I need to format and write in a file
Your code has several problems, though the main culprit is that your for loop does not modify the contents of the xstring:
I will address all the issues in your code here:
you cannot write paths like this with single \, as \t will be interpreted as a tabulator, and \f as a linefeed character. You must double them. I know it was an example here, but such confusions often arise:
with open('path\\to\\file.txt', 'r') as infile:
xstring = infile.readlines()
The following infile.close line is wrong. It does not call the close method, it does not actually do anything. Furthermore, your file was closed already by the with clause if you see this line in any answer anywhere, please just downvote the answer outright with the comment saying that file.close is wrong, should be file.close().
The following should work, but you need to be aware that it replacing every non-ascii character with ' ' it will break words such as naïve and café
def remove_non_ascii(line):
return ''.join([i if ord(i) < 128 else ' ' for i in line])

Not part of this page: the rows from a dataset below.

use std::sync::Arc;

use assert_matches::assert_matches;
use serde_json::json;
use wiremock::matchers::{body_json, method, path};
use wiremock::{Mock, MockServer, ResponseTemplate};

use appointment_cell::models::{AppointmentError, AppointmentForm, DeleteConfirmation};
use appointment_cell::repository::AppointmentRepository;
use appointment_cell::services::MutationService;
use shared_config::AppConfig;

fn service_for(server: &MockServer) -> (MutationService, Arc<AppointmentRepository>) {
    let config = AppConfig { backend_url: server.uri() };
    let repository = Arc::new(AppointmentRepository::new());
    let service = MutationService::new(&config, Arc::clone(&repository));
    (service, repository)
}

fn stored_record(id: i64, name: &str, wait: f64) -> serde_json::Value {
    json!({
        "id": id,
        "patient_name": name,
        "day_of_week": 1,
        "month": 5,
        "hour": 10,
        "days_between_schedule_and_visit": 3,
        "sex_encoded": 1,
        "age": 61,
        "predicted_waiting_time": wait
    })
}

fn valid_form(name: &str) -> AppointmentForm {
    let mut form = AppointmentForm {
        patient_name: name.to_string(),
        month: Some(5),
        hour: Some(10),
        days_between_schedule_and_visit: Some(3),
        age: Some(61),
        ..Default::default()
    };
    form.select_day(1);
    form.select_sex(1);
    form
}

// ==============================================================================
// FETCH-ALL
// ==============================================================================

#[tokio::test]
async fn fetch_all_loads_the_repository() {
    let server = MockServer::start().await;
    Mock::given(method("GET"))
        .and(path("/api/appointments"))
        .respond_with(ResponseTemplate::new(200).set_body_json(json!([
            stored_record(1, "Omar Said", 22.0),
            stored_record(2, "Eva Nilsson", 8.5),
        ])))
        .mount(&server)
        .await;

    let (service, repository) = service_for(&server);
    let count = service.fetch_all().await.unwrap();

    assert_eq!(count, 2);
    assert!(repository.is_loaded());
    let ids: Vec<i64> = repository.all().iter().map(|r| r.id).collect();
    assert_eq!(ids, vec![1, 2]);
}

#[tokio::test]
async fn startup_fetch_failure_leaves_the_repository_unloaded() {
    let server = MockServer::start().await;
    Mock::given(method("GET"))
        .and(path("/api/appointments"))
        .respond_with(ResponseTemplate::new(500).set_body_string("boom"))
        .mount(&server)
        .await;

    let (service, repository) = service_for(&server);
    let result = service.fetch_all().await;

    assert_matches!(result, Err(AppointmentError::Submission(_)));
    assert!(!repository.is_loaded());
    assert!(repository.is_empty());
}

#[tokio::test]
async fn later_fetch_failure_keeps_the_previous_snapshot() {
    let server = MockServer::start().await;
    Mock::given(method("GET"))
        .and(path("/api/appointments"))
        .respond_with(
            ResponseTemplate::new(200).set_body_json(json!([stored_record(1, "Omar Said", 22.0)])),
        )
        .up_to_n_times(1)
        .mount(&server)
        .await;
    Mock::given(method("GET"))
        .and(path("/api/appointments"))
        .respond_with(ResponseTemplate::new(502))
        .mount(&server)
        .await;

    let (service, repository) = service_for(&server);
    service.fetch_all().await.unwrap();
    let before = repository.all();

    assert_matches!(service.fetch_all().await, Err(AppointmentError::Submission(_)));
    assert_eq!(repository.all(), before);
}

// ==============================================================================
// CREATE
// ==============================================================================

#[tokio::test]
async fn create_inserts_the_returned_record_and_raises_a_suggestion() {
    let server = MockServer::start().await;
    let mut body = stored_record(7, "Omar Said", 45.2);
    body["hour"] = json!(9);
    body["best_local_hour"] = json!(11);
    body["best_local_wait"] = json!(12.34);
    Mock::given(method("POST"))
        .and(path("/api/appointments"))
        .respond_with(ResponseTemplate::new(200).set_body_json(body))
        .mount(&server)
        .await;

    let (service, repository) = service_for(&server);
    let mut form = valid_form("Omar Said");
    form.hour = Some(9);
    let (appointment, suggestion) = service.create(&form).await.unwrap();

    assert_eq!(appointment.id, 7);
    assert_eq!(appointment.predicted_waiting_time, Some(45.2));
    assert_eq!(repository.get(7).unwrap(), appointment);

    let suggestion = suggestion.unwrap();
    assert_eq!(suggestion.current_hour, 9);
    assert_eq!(suggestion.current_wait, 45.2);
    assert_eq!(suggestion.better_hour, 11);
    assert_eq!(suggestion.better_wait, 12.3);
}

#[tokio::test]
async fn create_without_a_better_hour_raises_no_suggestion() {
    let server = MockServer::start().await;
    Mock::given(method("POST"))
        .and(path("/api/appointments"))
        .respond_with(ResponseTemplate::new(200).set_body_json(stored_record(8, "Eva Nilsson", 10.0)))
        .mount(&server)
        .await;

    let (service, _repository) = service_for(&server);
    let (_, suggestion) = service.create(&valid_form("Eva Nilsson")).await.unwrap();
    assert!(suggestion.is_none());
}

#[tokio::test]
async fn create_sends_exactly_the_canonical_payload() {
    let server = MockServer::start().await;
    Mock::given(method("POST"))
        .and(path("/api/appointments"))
        .and(body_json(json!({
            "patient_name": "Omar Said",
            "day_of_week": 1,
            "month": 5,
            "hour": 10,
            "days_between_schedule_and_visit": 3,
            "sex_encoded": 1,
            "age": 61
        })))
        .respond_with(ResponseTemplate::new(200).set_body_json(stored_record(9, "Omar Said", 5.0)))
        .expect(1)
        .mount(&server)
        .await;

    let (service, _repository) = service_for(&server);
    service.create(&valid_form("Omar Said")).await.unwrap();
}

#[tokio::test]
async fn failed_create_leaves_the_repository_untouched() {
    let server = MockServer::start().await;
    Mock::given(method("POST"))
        .and(path("/api/appointments"))
        .respond_with(ResponseTemplate::new(500))
        .mount(&server)
        .await;

    let (service, repository) = service_for(&server);
    repository.load(Vec::new());
    let form = valid_form("Omar Said");
    let result = service.create(&form).await;

    assert_matches!(result, Err(AppointmentError::Submission(_)));
    assert!(repository.is_empty());
    // The caller keeps the form for a manual retry.
    assert_eq!(form.patient_name, "Omar Said");
}

#[tokio::test]
async fn invalid_form_never_reaches_the_backend() {
    let server = MockServer::start().await;
    Mock::given(method("POST"))
        .and(path("/api/appointments"))
        .respond_with(ResponseTemplate::new(200))
        .expect(0)
        .mount(&server)
        .await;

    let (service, _repository) = service_for(&server);
    let mut form = valid_form("Omar Said");
    form.month = Some(13);
    assert_matches!(
        service.create(&form).await,
        Err(AppointmentError::Validation(_))
    );
}

// ==============================================================================
// UPDATE
// ==============================================================================

#[tokio::test]
async fn update_reloads_the_recomputed_wait_from_the_backend() {
    let server = MockServer::start().await;
    Mock::given(method("GET"))
        .and(path("/api/appointments"))
        .respond_with(
            ResponseTemplate::new(200).set_body_json(json!([stored_record(3, "Omar Said", 18.0)])),
        )
        .up_to_n_times(1)
        .mount(&server)
        .await;
    Mock::given(method("PUT"))
        .and(path("/api/appointments/3"))
        .respond_with(ResponseTemplate::new(200).set_body_json(json!({"message": "updated"})))
        .expect(1)
        .mount(&server)
        .await;
    Mock::given(method("GET"))
        .and(path("/api/appointments"))
        .respond_with(
            ResponseTemplate::new(200).set_body_json(json!([stored_record(3, "Omar Said", 7.5)])),
        )
        .mount(&server)
        .await;

    let (service, repository) = service_for(&server);
    service.fetch_all().await.unwrap();
    assert_eq!(repository.get(3).unwrap().predicted_waiting_time, Some(18.0));

    service.update(3, &valid_form("Omar Said")).await.unwrap();
    assert_eq!(repository.get(3).unwrap().predicted_waiting_time, Some(7.5));
}

#[tokio::test]
async fn failed_update_leaves_the_record_identical() {
    let server = MockServer::start().await;
    Mock::given(method("GET"))
        .and(path("/api/appointments"))
        .respond_with(
            ResponseTemplate::new(200).set_body_json(json!([stored_record(3, "Omar Said", 18.0)])),
        )
        .mount(&server)
        .await;
    Mock::given(method("PUT"))
        .and(path("/api/appointments/3"))
        .respond_with(ResponseTemplate::new(500))
        .mount(&server)
        .await;

    let (service, repository) = service_for(&server);
    service.fetch_all().await.unwrap();
    let before = repository.get(3).unwrap();

    let result = service.update(3, &valid_form("Renamed Anyway")).await;
    assert_matches!(result, Err(AppointmentError::Submission(_)));
    assert_eq!(repository.get(3).unwrap(), before);
}

// ==============================================================================
// DELETE
// ==============================================================================

#[tokio::test]
async fn confirmed_delete_removes_the_record() {
    let server = MockServer::start().await;
    Mock::given(method("GET"))
        .and(path("/api/appointments"))
        .respond_with(
            ResponseTemplate::new(200).set_body_json(json!([stored_record(4, "Eva Nilsson", 9.0)])),
        )
        .mount(&server)
        .await;
    Mock::given(method("DELETE"))
        .and(path("/api/appointments/4"))
        .respond_with(ResponseTemplate::new(200).set_body_json(json!({"message": "deleted"})))
        .expect(1)
        .mount(&server)
        .await;

    let (service, repository) = service_for(&server);
    service.fetch_all().await.unwrap();

    let deleted = service.delete(4, DeleteConfirmation::Confirmed).await.unwrap();
    assert!(deleted);
    assert!(repository.get(4).is_none());
}

#[tokio::test]
async fn declined_delete_never_contacts_the_backend() {
    let server = MockServer::start().await;
    Mock::given(method("DELETE"))
        .and(path("/api/appointments/4"))
        .respond_with(ResponseTemplate::new(200))
        .expect(0)
        .mount(&server)
        .await;

    let (service, repository) = service_for(&server);
    repository.insert(serde_json::from_value(stored_record(4, "Eva Nilsson", 9.0)).unwrap());

    let deleted = service.delete(4, DeleteConfirmation::Declined).await.unwrap();
    assert!(!deleted);
    assert!(repository.get(4).is_some());
}

#[tokio::test]
async fn failed_delete_keeps_the_record_in_place() {
    let server = MockServer::start().await;
    Mock::given(method("DELETE"))
        .and(path("/api/appointments/4"))
        .respond_with(ResponseTemplate::new(500))
        .mount(&server)
        .await;

    let (service, repository) = service_for(&server);
    repository.insert(serde_json::from_value(stored_record(4, "Eva Nilsson", 9.0)).unwrap());

    let result = service.delete(4, DeleteConfirmation::Confirmed).await;
    assert_matches!(result, Err(AppointmentError::Submission(_)));
    assert!(repository.get(4).is_some());
}

// ==============================================================================
// PER-ID SERIALIZATION
// ==============================================================================

#[tokio::test]
async fn updates_for_the_same_id_are_serialized() {
    let server = MockServer::start().await;
    Mock::given(method("GET"))
        .and(path("/api/appointments"))
        .respond_with(
            ResponseTemplate::new(200).set_body_json(json!([stored_record(5, "Omar Said", 12.0)])),
        )
        .mount(&server)
        .await;
    Mock::given(method("PUT"))
        .and(path("/api/appointments/5"))
        .respond_with(
            ResponseTemplate::new(200)
                .set_body_json(json!({"message": "updated"}))
                .set_delay(std::time::Duration::from_millis(50)),
        )
        .expect(2)
        .mount(&server)
        .await;

    let (service, repository) = service_for(&server);
    service.fetch_all().await.unwrap();

    let service = Arc::new(service);
    let first = {
        let service = Arc::clone(&service);
        tokio::spawn(async move { service.update(5, &valid_form("First")).await })
    };
    let second = {
        let service = Arc::clone(&service);
        tokio::spawn(async move { service.update(5, &valid_form("Second")).await })
    };

    first.await.unwrap().unwrap();
    second.await.unwrap().unwrap();
    assert_eq!(repository.len(), 1);
}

But here is the reason why your code fails with an unicode exception: you are not modifying the elements of xstring at all, that is, you are calculating the line with ascii characters removed, yes, but that is a new value, that is never stored into the list:
for i, line in enumerate(xstring):
line = remove_non_ascii(line)
Instead it should be:
for i, line in enumerate(xstring):
xstring[i] = remove_non_ascii(line)
or my preferred very pythonic:
xstring = [ remove_non_ascii(line) for line in xstring ]
Though these Unicode Errors occur mainly just because you are using Python 2.7 for handling pure Unicode text, something for which recent Python 3 versions are way ahead, thus I'd recommend you that if you are in very beginning with task that you'd upgrade to Python 3.4+ soon.